_What needs to be done_
Report how many lines in the records hold the string "struct"; give the number and nothing else.

Given data Start Marker

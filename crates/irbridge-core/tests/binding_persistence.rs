//! Integration tests for binding persistence.
//!
//! These tests drive the public API end to end: bindings are projected into a
//! config store, written to disk, read back, and rebuilt.

use std::fs;
use std::time::Duration;

use irbridge_core::{
    Action, BindingError, BindingStore, BoundAction, ClickButtons, ConfigError, ConfigStore,
};

fn sample_store() -> BindingStore {
    let mut store = BindingStore::new();
    store.add(BoundAction::new("FF30CF", Action::MouseMove { dx: 12, dy: -5 }));
    store.add(BoundAction::new(
        "FF18E7",
        Action::MouseClick {
            buttons: ClickButtons::Both,
        },
    ));
    store.add(
        BoundAction::new("FF7A85", Action::KeyPress { key: 0x0D })
            .with_min_refire_interval(Duration::from_millis(120)),
    );
    store.add(BoundAction::new(
        "FF10EF",
        Action::KeyCombo {
            keys: vec![0x11, 0x10, 0x1B],
        },
    ));
    store.add(BoundAction::new("FF5AA5", Action::WheelScroll { ticks: 2 }));
    store
}

fn config_of(store: &BindingStore) -> ConfigStore {
    let mut config = ConfigStore::new();
    for binding in store {
        config.update_section(binding.to_section());
    }
    config
}

#[test]
fn test_bindings_survive_file_round_trip() {
    // Arrange
    let dir = tempfile::tempdir().unwrap();
    let path = dir.path().join("bindings.ini");
    let store = sample_store();

    // Act
    config_of(&store).save_to_file(&path).unwrap();
    let loaded = ConfigStore::load_from_file(&path).unwrap();
    let (restored, skipped) = BindingStore::from_config(&loaded);

    // Assert
    assert!(skipped.is_empty());
    assert_eq!(restored, store);
}

#[test]
fn test_saved_file_uses_documented_layout() {
    let dir = tempfile::tempdir().unwrap();
    let path = dir.path().join("bindings.ini");
    let mut store = BindingStore::new();
    store.add(BoundAction::new("FF30CF", Action::MouseMove { dx: 12, dy: -5 }));

    config_of(&store).save_to_file(&path).unwrap();

    assert_eq!(
        fs::read_to_string(&path).unwrap(),
        "[FF30CF]\nactionId=3\nminPressInterval=0\nparamsCount=2\nparam_0=12\nparam_1=-5\n"
    );
}

#[test]
fn test_hand_edited_crlf_file_loads() {
    let dir = tempfile::tempdir().unwrap();
    let path = dir.path().join("bindings.ini");
    fs::write(
        &path,
        "[FF30CF]\r\nactionId = 2\r\nminPressInterval = 300\r\nparamsCount = 1\r\nparam_0 = 1\r\n",
    )
    .unwrap();

    let (store, skipped) = BindingStore::from_config(&ConfigStore::load_from_file(&path).unwrap());

    assert!(skipped.is_empty());
    let binding = store.find_by_code("FF30CF").unwrap();
    assert_eq!(
        binding.action(),
        &Action::MouseClick {
            buttons: ClickButtons::Left
        }
    );
    assert_eq!(binding.min_refire_interval(), Duration::from_millis(300));
}

#[test]
fn test_one_bad_section_does_not_hide_the_rest() {
    let text = "[GOOD]\nactionId=4\nminPressInterval=0\nparamsCount=1\nparam_0=1\n\
                [SHORT]\nactionId=3\nminPressInterval=0\nparamsCount=2\nparam_0=1\n";
    let config = ConfigStore::parse(text).unwrap();

    let (store, skipped) = BindingStore::from_config(&config);

    assert_eq!(store.len(), 1);
    assert!(matches!(
        skipped.as_slice(),
        [BindingError::MalformedBinding { code, .. }] if code == "SHORT"
    ));
}

#[test]
fn test_missing_file_is_persistence_failure() {
    let dir = tempfile::tempdir().unwrap();

    let result = ConfigStore::load_from_file(&dir.path().join("absent.ini"));

    assert!(matches!(result, Err(ConfigError::PersistenceFailure(_))));
}
//! Human-readable key names ↔ Windows virtual-key codes.
//!
//! Bindings store keys as Windows virtual-key (VK) codes.  While a binding is
//! set up interactively the user types a key *name* (`enter`, `shift`, `up`,
//! `k`, `1`, ...), which a [`KeyNameResolver`] turns into a code.  Matching is
//! case-insensitive.
//!
//! | Key          | VK code |
//! |--------------|---------|
//! | A … Z        | 0x41 … 0x5A (same as ASCII upper case) |
//! | 0 … 9        | 0x30 … 0x39 (same as ASCII digits)     |
//! | Enter        | 0x0D    |
//! | Shift        | 0x10    |
//! | F1           | 0x70    |

/// Looks up key codes by name.
pub trait KeyNameResolver: Send + Sync {
    /// Returns the code for `name`, or `None` if the name is unknown.
    fn code_for_name(&self, name: &str) -> Option<u16>;

    /// Returns the display name for `code`, if it has one.
    fn name_for_code(&self, code: u16) -> Option<String>;

    /// Every name this resolver accepts, in display order.
    fn all_names(&self) -> Vec<String>;
}

/// Named keys other than letters and digits.  The first entry for a code is
/// its display name; later entries are aliases.
const NAMED_KEYS: &[(&str, u16)] = &[
    ("Backspace", 0x08),
    ("Tab", 0x09),
    ("Enter", 0x0D),
    ("Return", 0x0D),
    ("Shift", 0x10),
    ("Ctrl", 0x11),
    ("Control", 0x11),
    ("Alt", 0x12),
    ("Pause", 0x13),
    ("Caps Lock", 0x14),
    ("Escape", 0x1B),
    ("Esc", 0x1B),
    ("Space", 0x20),
    ("Page Up", 0x21),
    ("Page Down", 0x22),
    ("End", 0x23),
    ("Home", 0x24),
    ("Left", 0x25),
    ("Up", 0x26),
    ("Right", 0x27),
    ("Down", 0x28),
    ("Print Screen", 0x2C),
    ("Insert", 0x2D),
    ("Delete", 0x2E),
    ("Windows", 0x5B),
    ("Context Menu", 0x5D),
    ("NumPad-0", 0x60),
    ("NumPad-1", 0x61),
    ("NumPad-2", 0x62),
    ("NumPad-3", 0x63),
    ("NumPad-4", 0x64),
    ("NumPad-5", 0x65),
    ("NumPad-6", 0x66),
    ("NumPad-7", 0x67),
    ("NumPad-8", 0x68),
    ("NumPad-9", 0x69),
    ("NumPad *", 0x6A),
    ("NumPad +", 0x6B),
    ("NumPad -", 0x6D),
    ("NumPad .", 0x6E),
    ("NumPad /", 0x6F),
    ("F1", 0x70),
    ("F2", 0x71),
    ("F3", 0x72),
    ("F4", 0x73),
    ("F5", 0x74),
    ("F6", 0x75),
    ("F7", 0x76),
    ("F8", 0x77),
    ("F9", 0x78),
    ("F10", 0x79),
    ("F11", 0x7A),
    ("F12", 0x7B),
    ("Num Lock", 0x90),
    ("Scroll Lock", 0x91),
    ("Volume Mute", 0xAD),
    ("Volume Down", 0xAE),
    ("Volume Up", 0xAF),
    ("Next Track", 0xB0),
    ("Previous Track", 0xB1),
    ("Stop", 0xB2),
    ("Play/Pause", 0xB3),
    ("Semicolon", 0xBA),
    ("Equals", 0xBB),
    ("Comma", 0xBC),
    ("Minus", 0xBD),
    ("Period", 0xBE),
    ("Slash", 0xBF),
    ("Back Quote", 0xC0),
    ("Open Bracket", 0xDB),
    ("Back Slash", 0xDC),
    ("Close Bracket", 0xDD),
    ("Quote", 0xDE),
];

/// The built-in Windows virtual-key name table.
#[derive(Debug, Clone, Copy, Default)]
pub struct VirtualKeyNames;

impl VirtualKeyNames {
    pub fn new() -> Self {
        Self
    }
}

impl KeyNameResolver for VirtualKeyNames {
    fn code_for_name(&self, name: &str) -> Option<u16> {
        let name = name.trim();

        // Single letters and digits share their VK code with upper-case ASCII.
        let mut chars = name.chars();
        if let (Some(c), None) = (chars.next(), chars.next()) {
            let upper = c.to_ascii_uppercase();
            if upper.is_ascii_uppercase() || upper.is_ascii_digit() {
                return Some(upper as u16);
            }
        }

        NAMED_KEYS
            .iter()
            .find(|(n, _)| n.eq_ignore_ascii_case(name))
            .map(|&(_, code)| code)
    }

    fn name_for_code(&self, code: u16) -> Option<String> {
        match code {
            0x30..=0x39 | 0x41..=0x5A => char::from_u32(u32::from(code)).map(String::from),
            _ => NAMED_KEYS
                .iter()
                .find(|&&(_, c)| c == code)
                .map(|&(n, _)| n.to_string()),
        }
    }

    fn all_names(&self) -> Vec<String> {
        let letters = (b'A'..=b'Z').map(|b| char::from(b).to_string());
        let digits = (b'0'..=b'9').map(|b| char::from(b).to_string());
        letters
            .chain(digits)
            .chain(NAMED_KEYS.iter().map(|&(n, _)| n.to_string()))
            .collect()
    }
}

// ── Tests ─────────────────────────────────────────────────────────────────────
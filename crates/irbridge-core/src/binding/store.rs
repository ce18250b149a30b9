//! In-memory set of bindings, at most one per button code.

use tracing::warn;

use super::{BindingError, BoundAction};
use crate::config::ConfigStore;

/// Every known binding, in the order they were last bound.
#[derive(Debug, Clone, Default, PartialEq, Eq)]
pub struct BindingStore {
    bindings: Vec<BoundAction>,
}

impl BindingStore {
    pub fn new() -> Self {
        Self::default()
    }

    /// Appends `binding` after removing any binding with the same button
    /// code.  Returns the binding that was removed, if any.
    pub fn add(&mut self, binding: BoundAction) -> Option<BoundAction> {
        let previous = self
            .bindings
            .iter()
            .position(|b| b.button_code() == binding.button_code())
            .map(|index| self.bindings.remove(index));
        self.bindings.push(binding);
        previous
    }

    pub fn find_by_code(&self, code: &str) -> Option<&BoundAction> {
        self.bindings.iter().find(|b| b.button_code() == code)
    }

    pub fn all(&self) -> &[BoundAction] {
        &self.bindings
    }

    pub fn iter(&self) -> std::slice::Iter<'_, BoundAction> {
        self.bindings.iter()
    }

    pub fn len(&self) -> usize {
        self.bindings.len()
    }

    pub fn is_empty(&self) -> bool {
        self.bindings.is_empty()
    }

    /// Rebuilds the store from every section of `config`.
    ///
    /// Sections that do not describe a valid binding are skipped with a
    /// warning; their errors are returned alongside the store so the caller
    /// can report them.
    pub fn from_config(config: &ConfigStore) -> (Self, Vec<BindingError>) {
        let mut store = Self::new();
        let mut skipped = Vec::new();
        for section in config.sections() {
            match BoundAction::from_section(section) {
                Ok(binding) => {
                    store.add(binding);
                }
                Err(e) => {
                    warn!(section = section.name(), error = %e, "skipping binding");
                    skipped.push(e);
                }
            }
        }
        (store, skipped)
    }
}

impl<'a> IntoIterator for &'a BindingStore {
    type Item = &'a BoundAction;
    type IntoIter = std::slice::Iter<'a, BoundAction>;

    fn into_iter(self) -> Self::IntoIter {
        self.bindings.iter()
    }
}

// ── Tests ─────────────────────────────────────────────────────────────────────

Given data End Marker

_Written solution_
2